Aggregation of Intrinsically Disordered Proteins: An Investigation of the Behavior of Stathmin Aggregated in the Presence of Ficoll 70 and 1,4-Dioxane
Author:Ashley J. Chui
Mentor:Michael D. Bridges, Assistant Professor of Chemistry, California State University Fullerton
Proteins that lack a three-dimensional fold, recently classified as ‘intrinsically disordered proteins’ (IDPs), have been shown to play vital roles in binding recognition, cellular regulation, and signal transduction processes. The misfolding or unfolding of these highly flexible and dynamic proteins often leads to their consolidation into “aggregate plaques,” which have been connected to various illnesses, including Parkinson’s disease and Alzheimer’s disease.
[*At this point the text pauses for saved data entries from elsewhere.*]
impl<W: Write + Send> EventSink for JsonLinesSink<W> {
    fn publish(&self, battle: BattleId, events: &[BattleEvent]) {
        let mut out = self.out.lock().unwrap_or_else(PoisonError::into_inner);
        for event in events {
            let written = event
                .to_json(battle)
                .map_err(std::io::Error::other)
                .and_then(|line| writeln!(out, "{line}"));
            if let Err(err) = written {
                error!(%battle, event = event.name(), %err, "failed to write event");
            }
        }
    }
}

struct SessionEntry {
    session: Mutex<BattleSession>,
    snapshot: RwLock<Arc<Battle>>,
}

impl SessionEntry {
    fn publish_snapshot(&self, session: &BattleSession) {
        *self.snapshot.write().unwrap_or_else(PoisonError::into_inner) =
            Arc::new(session.snapshot());
    }
}

/// Summary of one [`BattleRegistry::tick_all`] pass.
#[derive(Debug, Default, Clone, PartialEq)]
pub struct TickReport {
    /// Sessions visited.
    pub battles: usize,
    /// Simulation steps run across all sessions.
    pub steps: u64,
    /// Sessions that are finished after the pass.
    pub finished: usize,
    /// Sessions that failed with a fatal error.
    pub failed: Vec<(BattleId, BattleError)>,
}

/// All battles served by one process.
pub struct BattleRegistry {
    sessions: RwLock<BTreeMap<BattleId, Arc<SessionEntry>>>,
    next_id: AtomicU64,
    settings: BattleSettings,
    clock: Arc<dyn Clock>,
    sink: Arc<dyn EventSink>,
    pool: rayon::ThreadPool,
}

impl std::fmt::Debug for BattleRegistry {
    fn fmt(&self, f: &mut std::fmt::Formatter<'_>) -> std::fmt::Result {
        f.debug_struct("BattleRegistry")
            .field("battles", &self.len())
            .field("threads", &self.pool.current_num_threads())
            .finish_non_exhaustive()
    }
}

impl BattleRegistry {
    /// Create a registry whose worker pool is sized by `settings.runtime`.
    ///
    /// # Errors
    ///
    /// Returns an error if the settings are invalid or the pool cannot start.
    pub fn new(
        settings: BattleSettings,
        clock: Arc<dyn Clock>,
        sink: Arc<dyn EventSink>,
    ) -> Result<Self, ConfigError> {
        settings.validate()?;
        let mut builder = rayon::ThreadPoolBuilder::new().thread_name(|i| format!("battle-tick-{i}"));
        if let Some(threads) = settings.runtime.worker_threads {
            builder = builder.num_threads(threads);
        }
        let pool = builder.build()?;
        Ok(Self {
            sessions: RwLock::new(BTreeMap::new()),
            next_id: AtomicU64::new(1),
            settings,
            clock,
            sink,
            pool,
        })
    }

    /// Default settings for new battles.
    #[must_use]
    pub fn settings(&self) -> &BattleSettings {
        &self.settings
    }

    /// Battles currently registered.
    #[must_use]
    pub fn len(&self) -> usize {
        self.sessions.read().unwrap_or_else(PoisonError::into_inner).len()
    }

    /// Whether no battles are registered.
    #[must_use]
    pub fn is_empty(&self) -> bool {
        self.len() == 0
    }

    /// Registered battle ids in ascending order.
    #[must_use]
    pub fn battle_ids(&self) -> Vec<BattleId> {
        self.sessions
            .read()
            .unwrap_or_else(PoisonError::into_inner)
            .keys()
            .copied()
            .collect()
    }

    /// Create a battle with the registry's default settings.
    ///
    /// # Errors
    ///
    /// Returns [`BattleError::InvalidRoster`] for an unusable player pair.
    pub fn create(&self, players: [PlayerId; 2]) -> BattleResult<BattleId> {
        self.create_with(players, self.settings.clone())
    }

    /// Create a battle with its own settings.
    ///
    /// # Errors
    ///
    /// Returns [`BattleError::InvalidRoster`] for an unusable player pair and
    /// [`BattleError::InvalidSettings`] for settings that fail validation.
    pub fn create_with(
        &self,
        players: [PlayerId; 2],
        settings: BattleSettings,
    ) -> BattleResult<BattleId> {
        let id = BattleId(self.next_id.fetch_add(1, Ordering::Relaxed));
        let session = BattleSession::create(id, players, settings, self.clock.now_ms())?;
        let entry = Arc::new(SessionEntry {
            snapshot: RwLock::new(Arc::new(session.snapshot())),
            session: Mutex::new(session),
        });
        self.sessions
            .write()
            .unwrap_or_else(PoisonError::into_inner)
            .insert(id, entry);
        Ok(id)
    }

    /// Join or reconnect.
    ///
    /// # Errors
    ///
    /// See [`BattleSession::join`]; also [`BattleError::BattleNotFound`].
    pub fn join(&self, id: BattleId, player: &PlayerId) -> BattleResult<Side> {
        self.with_session(id, |session, now| session.join(player, now))
    }

    /// Queue a deployment.
    ///
    /// # Errors
    ///
    /// See [`BattleSession::deploy`]; also [`BattleError::BattleNotFound`].
    pub fn deploy(
        &self,
        id: BattleId,
        player: &PlayerId,
        creature: Creature,
        lane: usize,
    ) -> BattleResult<DeploymentAck> {
        self.with_session(id, |session, now| session.deploy(player, creature, lane, now))
    }

    /// Handle a `wave:deployment` message.
    ///
    /// # Errors
    ///
    /// Same as [`Self::deploy`].
    pub fn submit(&self, request: DeploymentRequest) -> BattleResult<DeploymentAck> {
        let DeploymentRequest {
            battle_id,
            player_id,
            creature,
            lane_index,
        } = request;
        self.deploy(battle_id, &player_id, creature, lane_index)
    }

    /// Signal early deployment.
    ///
    /// # Errors
    ///
    /// See [`BattleSession::ready`]; also [`BattleError::BattleNotFound`].
    pub fn ready(&self, id: BattleId, player: &PlayerId) -> BattleResult<()> {
        self.with_session(id, |session, now| session.ready(player, now))
    }

    /// Forfeit a battle.
    ///
    /// # Errors
    ///
    /// See [`BattleSession::forfeit`]; also [`BattleError::BattleNotFound`].
    pub fn forfeit(&self, id: BattleId, player: &PlayerId) -> BattleResult<()> {
        self.with_session(id, |session, now| session.forfeit(player, now))
    }

    /// Report a dropped connection.
    ///
    /// # Errors
    ///
    /// See [`BattleSession::disconnect`]; also [`BattleError::BattleNotFound`].
    pub fn disconnect(&self, id: BattleId, player: &PlayerId) -> BattleResult<()> {
        self.with_session(id, |session, now| session.disconnect(player, now))
    }

    /// Latest published state of a battle. Never waits on a running tick.
    ///
    /// # Errors
    ///
    /// Returns [`BattleError::BattleNotFound`] for an unknown id.
    pub fn state(&self, id: BattleId) -> BattleResult<Arc<Battle>> {
        let entry = self.entry(id)?;
        let snapshot = entry.snapshot.read().unwrap_or_else(PoisonError::into_inner);
        Ok(Arc::clone(&snapshot))
    }

    /// Tick every session once, in parallel, then publish their events.
    pub fn tick_all(&self) -> TickReport {
        let entries: Vec<(BattleId, Arc<SessionEntry>)> = self
            .sessions
            .read()
            .unwrap_or_else(PoisonError::into_inner)
            .iter()
            .map(|(id, entry)| (*id, Arc::clone(entry)))
            .collect();
        let now = self.clock.now_ms();

        let results: Vec<_> = self.pool.install(|| {
            entries
                .par_iter()
                .map(|(id, entry)| {
                    let mut session = entry.session.lock().unwrap_or_else(PoisonError::into_inner);
                    let (steps, events, failure) = match session.tick(now) {
                        Ok(outcome) => (outcome.steps, outcome.events, None),
                        Err(err) => (0, session.drain_events(), Some(err)),
                    };
                    entry.publish_snapshot(&session);
                    (*id, steps, events, failure, session.battle().is_finished())
                })
                .collect()
        });

        let mut report = TickReport {
            battles: results.len(),
            ..TickReport::default()
        };
        for (id, steps, events, failure, finished) in results {
            report.steps += u64::from(steps);
            if finished {
                report.finished += 1;
            }
            if let Some(err) = failure {
                error!(battle = %id, %err, "session failed");
                report.failed.push((id, err));
            }
            if !events.is_empty() {
                self.sink.publish(id, &events);
            }
        }
        report
    }

    /// Drop finished battles. Returns how many were removed.
    pub fn remove_finished(&self) -> usize {
        let mut sessions = self.sessions.write().unwrap_or_else(PoisonError::into_inner);
        let before = sessions.len();
        sessions.retain(|_, entry| {
            !entry
                .snapshot
                .read()
                .unwrap_or_else(PoisonError::into_inner)
                .is_finished()
        });
        before - sessions.len()
    }

    /// Tick on the configured interval until `stop` is set.
    pub fn run(&self, stop: &AtomicBool) {
        let interval = Duration::from_millis(self.settings.timing.tick_ms());
        info!(
            interval_ms = self.settings.timing.tick_ms(),
            threads = self.pool.current_num_threads(),
            "battle loop started"
        );
        while !stop.load(Ordering::Relaxed) {
            let report = self.tick_all();
            if report.finished > 0 {
                let removed = self.remove_finished();
                tracing::debug!(removed, "finished battles removed");
            }
            std::thread::sleep(interval);
        }
        info!("battle loop stopped");
    }

    fn entry(&self, id: BattleId) -> BattleResult<Arc<SessionEntry>> {
        self.sessions
            .read()
            .unwrap_or_else(PoisonError::into_inner)
            .get(&id)
            .cloned()
            .ok_or(BattleError::BattleNotFound(id))
    }

    fn with_session<T>(
        &self,
        id: BattleId,
        op: impl FnOnce(&mut BattleSession, u64) -> BattleResult<T>,
    ) -> BattleResult<T> {
        let entry = self.entry(id)?;
        let (result, events) = {
            let mut session = entry.session.lock().unwrap_or_else(PoisonError::into_inner);
            let result = op(&mut session, self.clock.now_ms());
            let events = session.drain_events();
            entry.publish_snapshot(&session);
            (result, events)
        };
        if !events.is_empty() {
            self.sink.publish(id, &events);
        }
        result
    }
}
As an IDP, stathmin is a regulatory protein involved in the maintenance of cytoskeletal microtubules. Although stathmin proves to be highly flexible and essentially unfolded in solution, it has not been shown to be a pathogenically aggregating protein. Because stathmin is a relatively easy IDP with which to work in the laboratory, we have studied its aggregation behavior as a model IDP system, investigating the effects of Ficoll 70 (a macromolecular crowding agent) and 1,4-dioxane (a modifier of the hydrophobic effect). This was done in order to test our prediction that stathmin aggregates due to the crowdedness of the environment or because of the water-solubility of stathmin, and this aggregation is reversible upon a return to favorable solution conditions. Light-scattering data indicate that there exists a ‘critical concentration’ dependent aggregation solubilization equilibrium for stathmin, but that aggregate formation may not be completely reversible. This study of aggregation reversibility of stathmin as a model system could assist in our understanding of how other pathogenically aggregating proteins behave on the molecular level.